Les images de Florennes devaient symboliser un tournant historique : l’entrée de la Belgique dans le club des armées dotées du F-35 Lightning II, chasseur furtif américain de cinquième génération. Le 13 octobre, trois appareils ont bien atterri en Wallonie, en présence du roi Philippe. Un quatrième, le FL011, est, lui, resté bloqué sur la base de Lajes, aux Açores, victime d’une panne encore non précisée. Selon la Défense, « l’appareil rejoindra la Belgique lorsque les conditions techniques seront réunies », sans plus de détails.
Ce contretemps ternit un programme déjà fragilisé. Commandés en 2018 pour un montant total de 5,6 milliards d’euros, les 34 F-35 belges sont censés remplacer les F-16 vieillissants et maintenir le pays dans le dispositif de dissuasion nucléaire partagé de l’OTAN. Mais au-delà de l’incident technique, une difficulté plus structurelle apparaît : la Belgique ne dispose tout simplement pas d’un espace aérien adapté à ces avions supersoniques.
Comme l’a reconnu le ministre de la Défense Theo Francken devant la Chambre, pour résoudre le problème, des discussions sont en cours avec l’Italie, la Norvège et les Pays-Bas pour que les pilotes belges puissent s’y entraîner. La Belgique, densément peuplée et traversée par des couloirs civils saturés, ne permet pas les manœuvres tactiques ou les vols à haute altitude nécessaires à la pleine exploitation du F-35.
Vers plus d’autonomie ?
D’autre part, certains observateurs soulignent une ce qu’ils trouvent contradictoire : que le contrat, censé renforcer la modernisation militaire et l’autonomie stratégique accentuerait en fait la dépendance envers les États-Unis. Comme le rappelle NLTO.fr, la Belgique a choisi le F-35 « pour rester dans le jeu », non pour « redéfinir les règles ». Cette situation révèlerait un déséquilibre industriel et idéologique en Europe : pendant que Paris, Berlin et Madrid développent le programme SCAF (Système de combat aérien du futur), Bruxelles maintient sa préférence pour la technologie américaine, sans retour industriel significatif ; la gageure serait alors de pouvoir, malgré les divergences technologiques internes, concilier les forces aériennes européennes en toute indépendance continentale.

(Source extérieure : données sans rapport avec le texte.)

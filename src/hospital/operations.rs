//! Insert and report operations
//!
//! Each function is one round trip through the executor. Console prompting
//! lives in the CLI; these only see validated values.

use chrono::NaiveDate;

use crate::db::{DbResult, ResultSet, SqlExecutor};

use super::queries::{self, Table};
use super::types::{AppointmentStatus, NewAppointment, NewDoctor, NewPatient};

/// Current contents of a table
pub fn list_table<E: SqlExecutor>(exec: &mut E, table: Table) -> DbResult<ResultSet> {
    exec.query(&queries::select_all(table))
}

/// One appointment row
pub fn appointment<E: SqlExecutor>(exec: &mut E, appointment_id: i32) -> DbResult<ResultSet> {
    exec.query(&queries::appointment_by_id(appointment_id))
}

/// One patient row
pub fn patient<E: SqlExecutor>(exec: &mut E, patient_id: i32) -> DbResult<ResultSet> {
    exec.query(&queries::patient_by_id(patient_id))
}

/// The `searches` row a booking recorded
pub fn search_record<E: SqlExecutor>(
    exec: &mut E,
    hospital_id: i32,
    patient_id: i32,
    appointment_id: i32,
) -> DbResult<ResultSet> {
    exec.query(&queries::search_row(hospital_id, patient_id, appointment_id))
}

/// Menu 1
pub fn add_doctor<E: SqlExecutor>(exec: &mut E, doctor: &NewDoctor) -> DbResult<()> {
    exec.execute(&queries::insert_doctor(doctor))?;
    Ok(())
}

/// Menu 2
pub fn add_patient<E: SqlExecutor>(exec: &mut E, patient: &NewPatient) -> DbResult<()> {
    exec.execute(&queries::insert_patient(patient))?;
    Ok(())
}

/// Menu 3
pub fn add_appointment<E: SqlExecutor>(exec: &mut E, appointment: &NewAppointment) -> DbResult<()> {
    exec.execute(&queries::insert_appointment(appointment))?;
    Ok(())
}

/// Menu 5: active and available appointments of a doctor in a date window
pub fn doctor_appointments<E: SqlExecutor>(
    exec: &mut E,
    doctor_id: i32,
    start: NaiveDate,
    end: NaiveDate,
) -> DbResult<ResultSet> {
    exec.query(&queries::doctor_appointments_between(doctor_id, start, end))
}

/// Menu 6: available appointments of a department on one day
pub fn department_availability<E: SqlExecutor>(
    exec: &mut E,
    department: &str,
    date: NaiveDate,
) -> DbResult<ResultSet> {
    exec.query(&queries::department_available_on(department, date))
}

/// Menu 7: appointment count per doctor and status, descending
pub fn status_counts_per_doctor<E: SqlExecutor>(exec: &mut E) -> DbResult<ResultSet> {
    exec.query(&queries::status_counts_per_doctor())
}

/// Menu 8: patients per doctor with appointments in `status`
pub fn patients_per_doctor<E: SqlExecutor>(
    exec: &mut E,
    status: AppointmentStatus,
) -> DbResult<ResultSet> {
    exec.query(&queries::patients_per_doctor_with_status(status))
}

#[cfg(test)]
mod tests {
    use super::*;
    use crate::db::{DbError, SqlParam, Statement};

    #[derive(Default)]
    struct Recorder {
        seen: Vec<Statement>,
        reject: bool,
    }

    impl SqlExecutor for Recorder {
        fn execute(&mut self, stmt: &Statement) -> DbResult<u64> {
            self.seen.push(stmt.clone());
            if self.reject {
                return Err(DbError::Statement("duplicate key value".into()));
            }
            Ok(1)
        }

        fn query(&mut self, stmt: &Statement) -> DbResult<ResultSet> {
            self.seen.push(stmt.clone());
            Ok(ResultSet::empty())
        }
    }

    #[test]
    fn test_add_doctor_sends_one_insert() {
        let mut exec = Recorder::default();
        let doctor = NewDoctor {
            doctor_id: 11,
            name: "Grace Hopper".into(),
            specialty: "Neurology".into(),
            department_id: 3,
        };

        add_doctor(&mut exec, &doctor).unwrap();

        assert_eq!(exec.seen.len(), 1);
        assert!(exec.seen[0].sql().starts_with("INSERT INTO Doctor"));
        assert_eq!(exec.seen[0].params()[0], SqlParam::Int(11));
    }

    #[test]
    fn test_insert_failure_propagates() {
        let mut exec = Recorder {
            reject: true,
            ..Default::default()
        };
        let doctor = NewDoctor {
            doctor_id: 11,
            name: "Grace Hopper".into(),
            specialty: "Neurology".into(),
            department_id: 3,
        };

        let err = add_doctor(&mut exec, &doctor).unwrap_err();
        assert_eq!(err.to_string(), "duplicate key value");
    }

    #[test]
    fn test_reports_bind_their_inputs() {
        let mut exec = Recorder::default();
        let start = NaiveDate::from_ymd_opt(2024, 1, 1).unwrap();
        let end = NaiveDate::from_ymd_opt(2024, 1, 31).unwrap();

        doctor_appointments(&mut exec, 4, start, end).unwrap();
        department_availability(&mut exec, "Cardiology", start).unwrap();
        status_counts_per_doctor(&mut exec).unwrap();
        patients_per_doctor(&mut exec, AppointmentStatus::Active).unwrap();

        assert_eq!(
            exec.seen[0].params(),
            &[SqlParam::Int(4), SqlParam::Date(start), SqlParam::Date(end)]
        );
        assert_eq!(
            exec.seen[1].params(),
            &[SqlParam::Text("Cardiology".into()), SqlParam::Date(start)]
        );
        assert!(exec.seen[2].params().is_empty());
        assert_eq!(exec.seen[3].params(), &[SqlParam::Text("AC".into())]);
    }
}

Sur le plan politique, le gouvernement belge et ses partisans défendent une décision dictée par la solidarité atlantique. Face à eux, une partie de l’opinion publique reste dubitative devant cette hétérogénéité militaire, parce que pour elle, une Belgique trop exiguë pour ses ambitions aériennes et une Europe qui, en matière d’armement, achète encore sa sécurité plus qu’elle ne la construit, leur inspirent encore quelque doute.